Courland (Ger. Kurland), one of the Baltic provinces of Russia, bounded N. by the gulf of Riga and Livonia, E. by the government of Vitepsk, S. by that of Kovno, and W. by the Baltic; area, 10,555 sq. m.; pop. in 1867, 597,-288. The face of the country is level, but interspersed with some hills, the highest of which has an elevation of 700 ft. The province contains many forests, especially of pine and fir, and there are said to be no fewer than 300 lakes and ponds. Among the larger rivers are the Dtina, Aa, and Windau; and there are many small streams and brooks. The soil is not rich, but when properly tilled is productive. The principal products are wheat, rye, barley, oats, peas, beans, hemp, flax, and linseed. Clay, iron, lime, and gypsum are found, and are wrought to some extent. The manufactures are unimportant.
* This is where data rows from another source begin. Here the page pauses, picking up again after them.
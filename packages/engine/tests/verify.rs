mod common;

use std::sync::atomic::{AtomicUsize, Ordering};
use std::sync::Arc;
use std::time::{Duration, UNIX_EPOCH};

use rcgen::{
    date_time_ymd, CertificateRevocationListParams, KeyIdMethod, RevocationReason,
    RevokedCertParams, SerialNumber,
};
use tessera_engine::verify::{invoke_verify_callback, MonoVerifyFlags};
use tessera_engine::{
    Certificate, CertificateChain, CertificateStore, Crl, DistinguishedName, Error, FileType,
    LookupCallback, LookupMethod, Result, StoreContext, VerifyErrorCode, VerifyFlags,
    VerifyParam, X509Format,
};

fn run(store: &CertificateStore, chain: &[Certificate], param: Option<&VerifyParam>) -> StoreContext {
    let ctx = StoreContext::new();
    ctx.initialize(store, &CertificateChain::from_certificates(chain.iter().cloned()))
        .unwrap();
    if let Some(param) = param {
        ctx.set_verify_param(param).unwrap();
    }
    ctx.verify().unwrap();
    ctx
}

fn trusting(root: &Certificate) -> CertificateStore {
    let store = CertificateStore::new();
    assert!(store.add_certificate(root).unwrap());
    store
}

#[test]
fn chain_to_a_trusted_root_verifies() {
    let pki = common::pki();
    let store = trusting(&pki.root.engine());
    let ctx = run(&store, &[pki.leaf.engine(), pki.intermediate.engine()], None);

    assert_eq!(ctx.verify_result().unwrap(), 1);
    assert_eq!(ctx.error().unwrap(), VerifyErrorCode::Ok);
    assert!(ctx.failure().is_none());
    let chain = ctx.chain().unwrap();
    assert_eq!(chain.count(), 3);
    assert!(chain.get(2).unwrap().same_as(&pki.root.engine()).unwrap());
}

#[test]
fn verification_is_deterministic() {
    let pki = common::pki();
    let store = trusting(&pki.root.engine());
    let chain = [pki.leaf.engine(), pki.intermediate.engine()];
    let untrusted = CertificateStore::new();

    for _ in 0..3 {
        let ok = run(&store, &chain, None);
        assert_eq!(ok.error().unwrap(), VerifyErrorCode::Ok);
        let failed = run(&untrusted, &chain, None);
        assert_eq!(
            failed.error().unwrap(),
            VerifyErrorCode::UnableToGetIssuerCertLocally
        );
        assert_eq!(failed.error_depth().unwrap(), 1);
    }
}

#[test]
fn missing_intermediate_is_reported() {
    let pki = common::pki();
    let store = trusting(&pki.root.engine());
    let ctx = run(&store, &[pki.leaf.engine()], None);
    assert_eq!(ctx.verify_result().unwrap(), 0);
    assert_eq!(
        ctx.error().unwrap(),
        VerifyErrorCode::UnableToGetIssuerCertLocally
    );
    assert_eq!(ctx.error_depth().unwrap(), 0);
    assert!(ctx.current_certificate().unwrap().unwrap().same_as(&pki.leaf.engine()).unwrap());
}

#[test]
fn self_signed_leaf_is_rejected() {
    let root = common::root("lonely.test");
    let ctx = run(&CertificateStore::new(), &[root.engine()], None);
    assert_eq!(ctx.error().unwrap(), VerifyErrorCode::DepthZeroSelfSignedCert);
    assert_eq!(ctx.error().unwrap().code(), 18);
}

#[test]
fn result_is_unavailable_before_verify() {
    let ctx = StoreContext::new();
    assert!(matches!(ctx.verify_result(), Err(Error::InvalidState(_))));
    assert_eq!(ctx.error().unwrap(), VerifyErrorCode::Ok);
    assert!(matches!(
        ctx.initialize(&CertificateStore::new(), &CertificateChain::new()),
        Err(Error::InvalidArgument(_))
    ));
}

#[test]
fn host_names_are_checked() {
    let pki = common::pki();
    let store = trusting(&pki.root.engine());
    let chain = [pki.leaf.engine(), pki.intermediate.engine()];

    let param = VerifyParam::ssl_server().unwrap().copy().unwrap();
    param.set_host("localhost").unwrap();
    let ctx = run(&store, &chain, Some(&param));
    assert_eq!(ctx.error().unwrap(), VerifyErrorCode::Ok);
    assert_eq!(
        ctx.verify_param().unwrap().peer_name().unwrap().as_deref(),
        Some("localhost")
    );

    param.set_host("example.com").unwrap();
    let ctx = run(&store, &chain, Some(&param));
    assert_eq!(ctx.error().unwrap(), VerifyErrorCode::HostnameMismatch);

    param.set_host("10.0.0.1").unwrap();
    let ctx = run(&store, &chain, Some(&param));
    assert_eq!(ctx.error().unwrap(), VerifyErrorCode::IpAddressMismatch);
}

#[test]
fn presets_are_read_only() {
    let preset = VerifyParam::ssl_server().unwrap();
    assert!(!preset.can_modify());
    assert!(matches!(preset.set_host("a.test"), Err(Error::InvalidState(_))));
    assert!(preset.copy().unwrap().can_modify());
    assert!(matches!(
        VerifyParam::lookup("no-such-preset"),
        Err(Error::InvalidArgument(_))
    ));
}

#[test]
fn verification_time_controls_validity() {
    let pki = common::pki();
    let store = trusting(&pki.root.engine());
    let chain = [pki.leaf.engine(), pki.intermediate.engine()];

    let param = VerifyParam::new();
    // rcgen certificates are valid from 1975 to 4096.
    param.set_time(UNIX_EPOCH + Duration::from_secs(60)).unwrap();
    let ctx = run(&store, &chain, Some(&param));
    assert_eq!(ctx.error().unwrap(), VerifyErrorCode::CertNotYetValid);

    param.set_flags(VerifyFlags::NO_CHECK_TIME).unwrap();
    let ctx = run(&store, &chain, Some(&param));
    assert_eq!(ctx.error().unwrap(), VerifyErrorCode::Ok);
}

#[test]
fn expired_leaf_is_reported_at_depth_zero() {
    let pki = common::pki();
    let expired = common::leaf_with(&pki.intermediate, &["old.test"], |params| {
        params.not_before = date_time_ymd(2000, 1, 1);
        params.not_after = date_time_ymd(2001, 1, 1);
    });
    let store = trusting(&pki.root.engine());
    let ctx = run(&store, &[expired.engine(), pki.intermediate.engine()], None);
    assert_eq!(ctx.error().unwrap(), VerifyErrorCode::CertHasExpired);
    assert_eq!(ctx.error_depth().unwrap(), 0);
}

#[test]
fn depth_limits_chain_length() {
    let pki = common::pki();
    let store = trusting(&pki.root.engine());
    let param = VerifyParam::new();
    param.set_depth(0).unwrap();
    let ctx = run(&store, &[pki.leaf.engine(), pki.intermediate.engine()], Some(&param));
    assert_eq!(ctx.error().unwrap(), VerifyErrorCode::CertChainTooLong);
}

fn revoking_crl(authority: &common::Authority, serial: u8) -> Crl {
    let crl = CertificateRevocationListParams {
        this_update: date_time_ymd(2020, 1, 1),
        next_update: date_time_ymd(2999, 1, 1),
        crl_number: SerialNumber::from_slice(&[1]),
        issuing_distribution_point: None,
        revoked_certs: vec![RevokedCertParams {
            serial_number: SerialNumber::from_slice(&[serial]),
            revocation_time: date_time_ymd(2021, 1, 1),
            reason_code: Some(RevocationReason::KeyCompromise),
            invalidity_date: None,
        }],
        key_identifier_method: KeyIdMethod::Sha256,
    }
    .signed_by(&authority.issuer)
    .unwrap();
    Crl::load_from_data(crl.der(), X509Format::Der).unwrap()
}

#[test]
fn revoked_leaf_fails_with_crl_check() {
    let pki = common::pki();
    let store = trusting(&pki.root.engine());
    let crl = revoking_crl(&pki.intermediate, 0x42);
    assert!(crl.get_by_cert(&pki.leaf.engine()).unwrap().is_some());
    store.add_crl(&crl).unwrap();

    let param = VerifyParam::new();
    param.set_mono_flags(MonoVerifyFlags::CRL_CHECK).unwrap();
    let chain = [pki.leaf.engine(), pki.intermediate.engine()];
    let ctx = run(&store, &chain, Some(&param));
    assert_eq!(ctx.error().unwrap(), VerifyErrorCode::CertRevoked);
    assert_eq!(ctx.error_depth().unwrap(), 0);

    // Without the flag the CRL is not consulted.
    let ctx = run(&store, &chain, None);
    assert_eq!(ctx.error().unwrap(), VerifyErrorCode::Ok);
}

#[test]
fn crl_check_without_a_crl_is_an_error() {
    let pki = common::pki();
    let store = trusting(&pki.root.engine());
    let param = VerifyParam::new();
    param.set_flags(VerifyFlags::CRL_CHECK).unwrap();
    let ctx = run(&store, &[pki.leaf.engine(), pki.intermediate.engine()], Some(&param));
    assert_eq!(ctx.error().unwrap(), VerifyErrorCode::UnableToGetCrl);
}

#[test]
fn collection_lookup_supplies_the_anchor() {
    let pki = common::pki();
    let store = CertificateStore::new();
    store
        .add_lookup(LookupMethod::collection([pki.root.engine()]))
        .unwrap();
    let ctx = run(&store, &[pki.leaf.engine(), pki.intermediate.engine()], None);
    assert_eq!(ctx.error().unwrap(), VerifyErrorCode::Ok);
}

struct Exploding;

impl LookupCallback for Exploding {
    fn by_subject(&self, _name: &DistinguishedName) -> Result<Option<Certificate>> {
        panic!("lookup exploded");
    }
}

#[test]
fn lookup_panic_is_raised_after_verification() {
    let pki = common::pki();
    let store = CertificateStore::new();
    store
        .add_lookup(LookupMethod::Callback(Arc::new(Exploding)))
        .unwrap();

    let ctx = StoreContext::new();
    ctx.initialize(
        &store,
        &CertificateChain::from_certificates([pki.leaf.engine(), pki.intermediate.engine()]),
    )
    .unwrap();
    let err = ctx.verify().unwrap_err();
    assert!(matches!(err, Error::CallbackPanic(ref m) if m == "lookup exploded"));
    assert!(matches!(ctx.exception(), Some(Error::CallbackPanic(_))));
    assert_eq!(ctx.verify_result().unwrap(), 0);
}

#[test]
fn store_lookups_answer_subject_and_fingerprint_queries() {
    let pki = common::pki();
    let dir = tempfile::tempdir().unwrap();
    let path = dir.path().join("intermediate.pem");
    std::fs::write(&path, pki.intermediate.cert.pem()).unwrap();

    let store = trusting(&pki.root.engine());
    let file = store.add_lookup(LookupMethod::File).unwrap();
    assert_eq!(file.load_file(&path, FileType::Pem).unwrap(), 1);
    store
        .add_lookup(LookupMethod::collection([pki.leaf.engine()]))
        .unwrap();

    for expected in [pki.root.engine(), pki.intermediate.engine(), pki.leaf.engine()] {
        let by_fingerprint = store
            .lookup_by_fingerprint(&expected.cert_hash().unwrap())
            .unwrap()
            .unwrap();
        assert!(by_fingerprint.same_as(&expected).unwrap());

        let by_subject = store
            .lookup_by_subject(&expected.subject_name().unwrap())
            .unwrap()
            .unwrap();
        assert!(by_subject.same_as(&expected).unwrap());
    }
    assert!(store.lookup_by_fingerprint(&[0u8; 20]).unwrap().is_none());
}

struct ExplodingFingerprints;

impl LookupCallback for ExplodingFingerprints {
    fn by_subject(&self, _name: &DistinguishedName) -> Result<Option<Certificate>> {
        Ok(None)
    }

    fn by_fingerprint(&self, _fingerprint: &[u8]) -> Result<Option<Certificate>> {
        panic!("fingerprint lookup exploded");
    }
}

#[test]
fn fingerprint_lookup_panics_surface_as_errors() {
    let pki = common::pki();
    let store = trusting(&pki.root.engine());
    store
        .add_lookup(LookupMethod::Callback(Arc::new(ExplodingFingerprints)))
        .unwrap();

    // Anchors are consulted before any lookup.
    assert!(store
        .lookup_by_fingerprint(&pki.root.engine().cert_hash().unwrap())
        .unwrap()
        .is_some());
    let err = store
        .lookup_by_fingerprint(&pki.leaf.engine().cert_hash().unwrap())
        .unwrap_err();
    assert!(matches!(err, Error::CallbackPanic(ref m) if m == "fingerprint lookup exploded"));
}

#[test]
fn verify_callback_can_override_and_reject() {
    let pki = common::pki();
    let chain = [pki.leaf.engine(), pki.intermediate.engine()];

    let failed = run(&CertificateStore::new(), &chain, None);
    let calls = AtomicUsize::new(0);
    let accept_all = |ctx: &StoreContext| {
        calls.fetch_add(1, Ordering::SeqCst);
        assert_eq!(ctx.verify_result().unwrap(), 0);
        true
    };
    assert!(invoke_verify_callback(&accept_all, &failed).unwrap());
    assert_eq!(calls.load(Ordering::SeqCst), 1);

    let passed = run(&trusting(&pki.root.engine()), &chain, None);
    assert!(!invoke_verify_callback(&|_: &StoreContext| false, &passed).unwrap());
    assert_eq!(
        passed.error().unwrap(),
        VerifyErrorCode::ApplicationVerification
    );
}

#[test]
fn verify_callback_panic_is_recorded() {
    let pki = common::pki();
    let ctx = run(&CertificateStore::new(), &[pki.leaf.engine()], None);
    let err = invoke_verify_callback(&|_: &StoreContext| -> bool { panic!("policy bug") }, &ctx)
        .unwrap_err();
    assert!(matches!(err, Error::CallbackPanic(ref m) if m == "policy bug"));
    assert!(matches!(ctx.exception(), Some(Error::CallbackPanic(_))));
}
The province is formed of the old duchies of Courland and Semgallia, united with the ancient bishopric of Pilten and the district of Polangen, which once formed part of the duchy of Lithuania. It is divided into six circles.
It has two shipping ports, Libau and Windau. Capital, Mitau. The Protestants number 486,815, and their ecclesiastical affairs are conducted by the consistory of Mitau. There are about 18,000 members of the Greek church and 55,335 Roman Catholics, who together possess but 19 churches, and are subject respectively to the bishops of Pskov and Samogitia. There are 35,841 Jews, and many Poles, Russians, and residents of various other nationalities, among whom are the Krevins, a race of Finnish descent. The nobility and the city population, and the higher classes generally, are of German descent, numbering about 77,000, while the peasantry and the lower classes are chiefly of Lettish origin. A provincial diet, composed exclusively of nobles, meets annually at Mitau. - Courland, having been together with Livonia Christianized and for centuries ruled by the knights sword-bearers, became a temporal hereditary duchy under Ketteler, the last grand master, about 1560, as a dependency of the Polish crown. Ketteler introduced the reformation.
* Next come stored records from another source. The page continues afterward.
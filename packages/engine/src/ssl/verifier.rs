//! Bridge from the rustls certificate verifier traits to the chain verifier

use std::fmt;
use std::sync::{Arc, Mutex, MutexGuard};
use std::time::{Duration, UNIX_EPOCH};

use rustls::client::danger::{HandshakeSignatureValid, ServerCertVerified, ServerCertVerifier};
use rustls::crypto::CryptoProvider;
use rustls::pki_types::{CertificateDer, ServerName, UnixTime};
use rustls::server::danger::{ClientCertVerified, ClientCertVerifier};
use rustls::{CertificateError, DigitallySignedStruct, DistinguishedName, OtherError, SignatureScheme};

use super::context::VerifyMode;
use crate::error::{Error, VerifyFailure};
use crate::store::CertificateStore;
use crate::verify::{invoke_verify_callback, StoreContext, VerifyCallback, VerifyErrorCode, VerifyParam};
use crate::x509::{Certificate, CertificateChain};

/// What the last peer verification produced, read back by the session.
#[derive(Default)]
pub(crate) struct VerifyReport {
    pub context: Option<StoreContext>,
    pub accepted: bool,
    pub failure: Option<VerifyFailure>,
    pub panic: Option<Error>,
}

pub(crate) type SharedReport = Arc<Mutex<VerifyReport>>;

pub(crate) fn lock_report(report: &SharedReport) -> MutexGuard<'_, VerifyReport> {
    match report.lock() {
        Ok(guard) => guard,
        Err(poisoned) => poisoned.into_inner(),
    }
}

/// Verifies the peer chain against a [`CertificateStore`].
///
/// Used as the server verifier on client sessions and as the client
/// verifier on server sessions. `param` already carries the purpose for the
/// role and the expected host.
pub(crate) struct PeerVerifier {
    store: CertificateStore,
    param: VerifyParam,
    callback: Option<VerifyCallback>,
    mode: VerifyMode,
    report: SharedReport,
    provider: Arc<CryptoProvider>,
}

impl PeerVerifier {
    pub fn new(
        store: CertificateStore,
        param: VerifyParam,
        callback: Option<VerifyCallback>,
        mode: VerifyMode,
        report: SharedReport,
        provider: Arc<CryptoProvider>,
    ) -> Self {
        Self {
            store,
            param,
            callback,
            mode,
            report,
            provider,
        }
    }

    fn verify_chain(
        &self,
        end_entity: &CertificateDer<'_>,
        intermediates: &[CertificateDer<'_>],
        now: UnixTime,
    ) -> Result<(), rustls::Error> {
        let mut chain = CertificateChain::new();
        for der in std::iter::once(end_entity).chain(intermediates) {
            let certificate = Certificate::from_der(der.as_ref().to_vec()).map_err(|e| {
                tracing::debug!("peer sent an unparsable certificate: {}", e);
                rustls::Error::InvalidCertificate(CertificateError::BadEncoding)
            })?;
            chain.add_certificate(&certificate);
        }

        let context = self.prepare(&chain, now).map_err(general)?;
        let chain_ok = match context.verify() {
            Ok(ok) => ok,
            Err(panic @ Error::CallbackPanic(_)) => {
                lock_report(&self.report).panic = Some(panic);
                return Err(rustls::Error::General(
                    "certificate lookup callback panicked".to_string(),
                ));
            }
            Err(e) => return Err(general(e)),
        };

        let accepted = match &self.callback {
            Some(callback) => match invoke_verify_callback(callback.as_ref(), &context) {
                Ok(accepted) => accepted,
                Err(panic) => {
                    lock_report(&self.report).panic = Some(panic);
                    return Err(rustls::Error::General(
                        "certificate verify callback panicked".to_string(),
                    ));
                }
            },
            None => chain_ok,
        };

        let failure = if accepted { None } else { context.failure() };
        {
            let mut report = lock_report(&self.report);
            report.context = Some(context);
            report.accepted = accepted;
            report.failure = failure.clone();
        }

        match failure {
            None => Ok(()),
            Some(failure) if self.mode == VerifyMode::None => {
                tracing::debug!("ignoring peer verification failure: {}", failure);
                Ok(())
            }
            Some(failure) => {
                tracing::debug!("peer verification failed: {}", failure);
                Err(rustls::Error::InvalidCertificate(certificate_error(failure)))
            }
        }
    }

    fn prepare(&self, chain: &CertificateChain, now: UnixTime) -> Result<StoreContext, Error> {
        let param = self.param.copy()?;
        param.set_time(UNIX_EPOCH + Duration::from_secs(now.as_secs()))?;
        let context = StoreContext::new();
        context.initialize(&self.store, chain)?;
        context.set_verify_param(&param)?;
        Ok(context)
    }
}

fn general(error: Error) -> rustls::Error {
    rustls::Error::General(error.to_string())
}

fn certificate_error(failure: VerifyFailure) -> CertificateError {
    use VerifyErrorCode as V;

    match failure.code {
        V::CertHasExpired => CertificateError::Expired,
        V::CertNotYetValid => CertificateError::NotValidYet,
        V::CertRevoked => CertificateError::Revoked,
        V::CertSignatureFailure => CertificateError::BadSignature,
        V::HostnameMismatch | V::IpAddressMismatch => CertificateError::NotValidForName,
        V::InvalidPurpose => CertificateError::InvalidPurpose,
        V::UnableToGetCrl => CertificateError::UnknownRevocationStatus,
        V::ApplicationVerification => CertificateError::ApplicationVerificationFailure,
        V::UnableToGetIssuerCert
        | V::UnableToGetIssuerCertLocally
        | V::UnableToVerifyLeafSignature
        | V::DepthZeroSelfSignedCert
        | V::SelfSignedCertInChain
        | V::CertUntrusted => CertificateError::UnknownIssuer,
        _ => CertificateError::Other(OtherError(Arc::new(Error::VerificationFailed(failure)))),
    }
}

impl fmt::Debug for PeerVerifier {
    fn fmt(&self, f: &mut fmt::Formatter<'_>) -> fmt::Result {
        f.debug_struct("PeerVerifier")
            .field("mode", &self.mode)
            .field("has_callback", &self.callback.is_some())
            .finish()
    }
}

impl ServerCertVerifier for PeerVerifier {
    fn verify_server_cert(
        &self,
        end_entity: &CertificateDer<'_>,
        intermediates: &[CertificateDer<'_>],
        _server_name: &ServerName<'_>,
        _ocsp_response: &[u8],
        now: UnixTime,
    ) -> Result<ServerCertVerified, rustls::Error> {
        self.verify_chain(end_entity, intermediates, now)?;
        Ok(ServerCertVerified::assertion())
    }

    fn verify_tls12_signature(
        &self,
        message: &[u8],
        cert: &CertificateDer<'_>,
        dss: &DigitallySignedStruct,
    ) -> Result<HandshakeSignatureValid, rustls::Error> {
        rustls::crypto::verify_tls12_signature(
            message,
            cert,
            dss,
            &self.provider.signature_verification_algorithms,
        )
    }

    fn verify_tls13_signature(
        &self,
        message: &[u8],
        cert: &CertificateDer<'_>,
        dss: &DigitallySignedStruct,
    ) -> Result<HandshakeSignatureValid, rustls::Error> {
        rustls::crypto::verify_tls13_signature(
            message,
            cert,
            dss,
            &self.provider.signature_verification_algorithms,
        )
    }

    fn supported_verify_schemes(&self) -> Vec<SignatureScheme> {
        self.provider
            .signature_verification_algorithms
            .supported_schemes()
    }
}

impl ClientCertVerifier for PeerVerifier {
    fn offer_client_auth(&self) -> bool {
        self.mode != VerifyMode::None
    }

    fn client_auth_mandatory(&self) -> bool {
        self.mode == VerifyMode::PeerRequireCertificate
    }

    fn root_hint_subjects(&self) -> &[DistinguishedName] {
        &[]
    }

    fn verify_client_cert(
        &self,
        end_entity: &CertificateDer<'_>,
        intermediates: &[CertificateDer<'_>],
        now: UnixTime,
    ) -> Result<ClientCertVerified, rustls::Error> {
        self.verify_chain(end_entity, intermediates, now)?;
        Ok(ClientCertVerified::assertion())
    }

    fn verify_tls12_signature(
        &self,
        message: &[u8],
        cert: &CertificateDer<'_>,
        dss: &DigitallySignedStruct,
    ) -> Result<HandshakeSignatureValid, rustls::Error> {
        rustls::crypto::verify_tls12_signature(
            message,
            cert,
            dss,
            &self.provider.signature_verification_algorithms,
        )
    }

    fn verify_tls13_signature(
        &self,
        message: &[u8],
        cert: &CertificateDer<'_>,
        dss: &DigitallySignedStruct,
    ) -> Result<HandshakeSignatureValid, rustls::Error> {
        rustls::crypto::verify_tls13_signature(
            message,
            cert,
            dss,
            &self.provider.signature_verification_algorithms,
        )
    }

    fn supported_verify_schemes(&self) -> Vec<SignatureScheme> {
        self.provider
            .signature_verification_algorithms
            .supported_schemes()
    }
}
By the marriage in 1710 of Duke Frederick William with the princess Anna Ivanovna of Russia, the influence of that empire became predominant in Courland. It was strengthened in the following year, when after the duke's death Anna was appointed regent, under the protection of Peter the Great. After Anna's accession to the Russian throne in 1730, her uncle Ferdinand officiated as duke of Courland until his death in 1737. Subsequently the duchy was ruled by Anna's favorite, the adventurer Biron, who died in 1772, and bequeathed it to his eldest son Peter. The latter, failing to give satisfaction to the country, was obliged to cede Courland to Catharine II. in 1795. Since that time it has formed part of Russia, though retaining some ancient privileges.